--- Assigned task ---
Each line of the data should be repeated precisely.

--- Data for processing ---

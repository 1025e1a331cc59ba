//! Route Tree - command line entry point.
//!
//! Loads a route table from configuration and matches paths against it.

use std::path::{Path, PathBuf};
use std::process;
use std::sync::Arc;

use clap::{Parser, Subcommand};
use tracing::info;
use tracing_subscriber::layer::SubscriberExt;
use tracing_subscriber::util::SubscriberInitExt;
use tracing_subscriber::{fmt, EnvFilter, Layer};

use route_tree::config::{self, ConfigLoader, LogConfig, RtreeConfig};
use route_tree::error::{
    report_error, set_error_reporter, ErrorContext, RtreeError, RtreeResult, TracingErrorReporter,
};
use route_tree::routes::RouteTable;

/// Command line arguments for the route tree tool.
#[derive(Parser, Debug)]
#[clap(name = "rtree", version, author, about)]
struct Args {
    /// Path to configuration file
    #[clap(short, long, value_parser)]
    config: Option<PathBuf>,

    /// Command to execute
    #[clap(subcommand)]
    command: Command,
}

/// Available subcommands.
#[derive(Subcommand, Debug)]
enum Command {
    /// Match a path against the configured routes
    Match {
        /// Request path, e.g. /api/products/1
        path: String,
    },

    /// Find the route with the longest literal prefix of a path
    Longest {
        /// Request path
        path: String,
    },

    /// List the configured routes in tree order
    Routes,

    /// Validate the configuration file
    Validate,

    /// Generate a sample configuration file
    GenConfig {
        /// Path to output configuration file
        #[clap(short, long, value_parser)]
        output: PathBuf,
    },
}

/// Initialize the logging system.
fn init_logging(log: &LogConfig) -> RtreeResult<()> {
    let filter = EnvFilter::try_from_default_env()
        .or_else(|_| EnvFilter::try_new(&log.level))
        .map_err(|e| RtreeError::Custom(format!("Invalid log filter: {e}")))?;

    let fmt_layer = if log.json {
        fmt::layer()
            .json()
            .with_file(log.source_location)
            .with_line_number(log.source_location)
            .with_writer(std::io::stderr)
            .boxed()
    } else {
        fmt::layer()
            .with_file(log.source_location)
            .with_line_number(log.source_location)
            .with_writer(std::io::stderr)
            .boxed()
    };

    tracing_subscriber::registry()
        .with(filter)
        .with(fmt_layer)
        .with(tracing_error::ErrorLayer::default())
        .try_init()
        .map_err(|e| RtreeError::Custom(format!("Failed to set global tracing subscriber: {e}")))
}

fn load_config(path: Option<&PathBuf>) -> RtreeResult<RtreeConfig> {
    Ok(ConfigLoader::new(path, config::ENV_PREFIX).load()?)
}

fn print_json<T: serde::Serialize>(value: &T) -> RtreeResult<()> {
    println!("{}", serde_json::to_string_pretty(value)?);
    Ok(())
}

fn write_sample_config(output: &Path) -> RtreeResult<()> {
    if let Some(parent) = output.parent() {
        std::fs::create_dir_all(parent)?;
    }

    let toml = toml::to_string_pretty(&RtreeConfig::sample())
        .map_err(|e| RtreeError::Custom(format!("Failed to serialize config: {e}")))?;
    std::fs::write(output, toml)?;

    info!("Sample configuration written to {:?}", output);
    Ok(())
}

/// Runs a command against an already loaded configuration, returning whether
/// it produced a result.
#[tracing::instrument(skip_all, fields(command = ?command))]
fn run(command: Command, config: RtreeResult<RtreeConfig>) -> RtreeResult<bool> {
    if let Command::GenConfig { output } = &command {
        return write_sample_config(output).map(|_| true);
    }

    let rtree_config = config?;
    let table = RouteTable::from_config(&rtree_config.routes)?;

    match command {
        Command::Match { path } => match table.resolve(&path) {
            Some(matched) => print_json(&matched).map(|_| true),
            None => {
                println!("no match");
                Ok(false)
            }
        },
        Command::Longest { path } => match table.longest_prefix(&path) {
            Some(route) => print_json(&route).map(|_| true),
            None => {
                println!("no match");
                Ok(false)
            }
        },
        Command::Routes => {
            for route in table.routes() {
                println!("{:<16} {}", route.name, route.path);
            }
            Ok(true)
        }
        Command::Validate => {
            info!(routes = table.len(), "Configuration validated successfully");
            Ok(true)
        }
        Command::GenConfig { .. } => Ok(true),
    }
}

/// Main entry point for the application.
fn main() {
    let args = Args::parse();

    // Logging settings come from the config file when it can be read.
    let config = load_config(args.config.as_ref());
    let log = config
        .as_ref()
        .map(|config| config.log.clone())
        .unwrap_or_default();

    if let Err(e) = init_logging(&log) {
        eprintln!("{e}");
    }

    set_error_reporter(Arc::new(TracingErrorReporter));

    match run(args.command, config) {
        Ok(true) => {}
        Ok(false) => process::exit(1),
        Err(e) => {
            report_error(ErrorContext::new(e, "rtree").with_span_trace());
            process::exit(1);
        }
    }
}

--- Solved problem ---
repository 1025e1a331cc59ba
//! Route Tree - command line entry point.
//!
//! Loads a route table from configuration and matches paths against it.

use std::path::{Path, PathBuf};
use std::process;
use std::sync::Arc;

use clap::{Parser, Subcommand};
use tracing::info;
use tracing_subscriber::layer::SubscriberExt;
use tracing_subscriber::util::SubscriberInitExt;
use tracing_subscriber::{fmt, EnvFilter, Layer};

use route_tree::config::{self, ConfigLoader, LogConfig, RtreeConfig};
use route_tree::error::{
    report_error, set_error_reporter, ErrorContext, RtreeError, RtreeResult, TracingErrorReporter,
};
use route_tree::routes::RouteTable;

/// Command line arguments for the route tree tool.
#[derive(Parser, Debug)]
#[clap(name = "rtree", version, author, about)]
struct Args {
    /// Path to configuration file
    #[clap(short, long, value_parser)]
    config: Option<PathBuf>,

    /// Command to execute
    #[clap(subcommand)]
    command: Command,
}

/// Available subcommands.
#[derive(Subcommand, Debug)]
enum Command {
    /// Match a path against the configured routes
    Match {
        /// Request path, e.g. /api/products/1
        path: String,
    },

    /// Find the route with the longest literal prefix of a path
    Longest {
        /// Request path
        path: String,
    },

    /// List the configured routes in tree order
    Routes,

    /// Validate the configuration file
    Validate,

    /// Generate a sample configuration file
    GenConfig {
        /// Path to output configuration file
        #[clap(short, long, value_parser)]
        output: PathBuf,
    },
}

/// Initialize the logging system.
fn init_logging(log: &LogConfig) -> RtreeResult<()> {
    let filter = EnvFilter::try_from_default_env()
        .or_else(|_| EnvFilter::try_new(&log.level))
        .map_err(|e| RtreeError::Custom(format!("Invalid log filter: {e}")))?;

    let fmt_layer = if log.json {
        fmt::layer()
            .json()
            .with_file(log.source_location)
            .with_line_number(log.source_location)
            .with_writer(std::io::stderr)
            .boxed()
    } else {
        fmt::layer()
            .with_file(log.source_location)
            .with_line_number(log.source_location)
            .with_writer(std::io::stderr)
            .boxed()
    };

    tracing_subscriber::registry()
        .with(filter)
        .with(fmt_layer)
        .with(tracing_error::ErrorLayer::default())
        .try_init()
        .map_err(|e| RtreeError::Custom(format!("Failed to set global tracing subscriber: {e}")))
}

fn load_config(path: Option<&PathBuf>) -> RtreeResult<RtreeConfig> {
    Ok(ConfigLoader::new(path, config::ENV_PREFIX).load()?)
}

fn print_json<T: serde::Serialize>(value: &T) -> RtreeResult<()> {
    println!("{}", serde_json::to_string_pretty(value)?);
    Ok(())
}

fn write_sample_config(output: &Path) -> RtreeResult<()> {
    if let Some(parent) = output.parent() {
        std::fs::create_dir_all(parent)?;
    }

    let toml = toml::to_string_pretty(&RtreeConfig::sample())
        .map_err(|e| RtreeError::Custom(format!("Failed to serialize config: {e}")))?;
    std::fs::write(output, toml)?;

    info!("Sample configuration written to {:?}", output);
    Ok(())
}

/// Runs a command against an already loaded configuration, returning whether
/// it produced a result.
#[tracing::instrument(skip_all, fields(command = ?command))]
fn run(command: Command, config: RtreeResult<RtreeConfig>) -> RtreeResult<bool> {
    if let Command::GenConfig { output } = &command {
        return write_sample_config(output).map(|_| true);
    }

    let rtree_config = config?;
    let table = RouteTable::from_config(&rtree_config.routes)?;

    match command {
        Command::Match { path } => match table.resolve(&path) {
            Some(matched) => print_json(&matched).map(|_| true),
            None => {
                println!("no match");
                Ok(false)
            }
        },
        Command::Longest { path } => match table.longest_prefix(&path) {
            Some(route) => print_json(&route).map(|_| true),
            None => {
                println!("no match");
                Ok(false)
            }
        },
        Command::Routes => {
            for route in table.routes() {
                println!("{:<16} {}", route.name, route.path);
            }
            Ok(true)
        }
        Command::Validate => {
            info!(routes = table.len(), "Configuration validated successfully");
            Ok(true)
        }
        Command::GenConfig { .. } => Ok(true),
    }
}

/// Main entry point for the application.
fn main() {
    let args = Args::parse();

    // Logging settings come from the config file when it can be read.
    let config = load_config(args.config.as_ref());
    let log = config
        .as_ref()
        .map(|config| config.log.clone())
        .unwrap_or_default();

    if let Err(e) = init_logging(&log) {
        eprintln!("{e}");
    }

    set_error_reporter(Arc::new(TracingErrorReporter));

    match run(args.command, config) {
        Ok(true) => {}
        Ok(false) => process::exit(1),
        Err(e) => {
            report_error(ErrorContext::new(e, "rtree").with_span_trace());
            process::exit(1);
        }
    }
}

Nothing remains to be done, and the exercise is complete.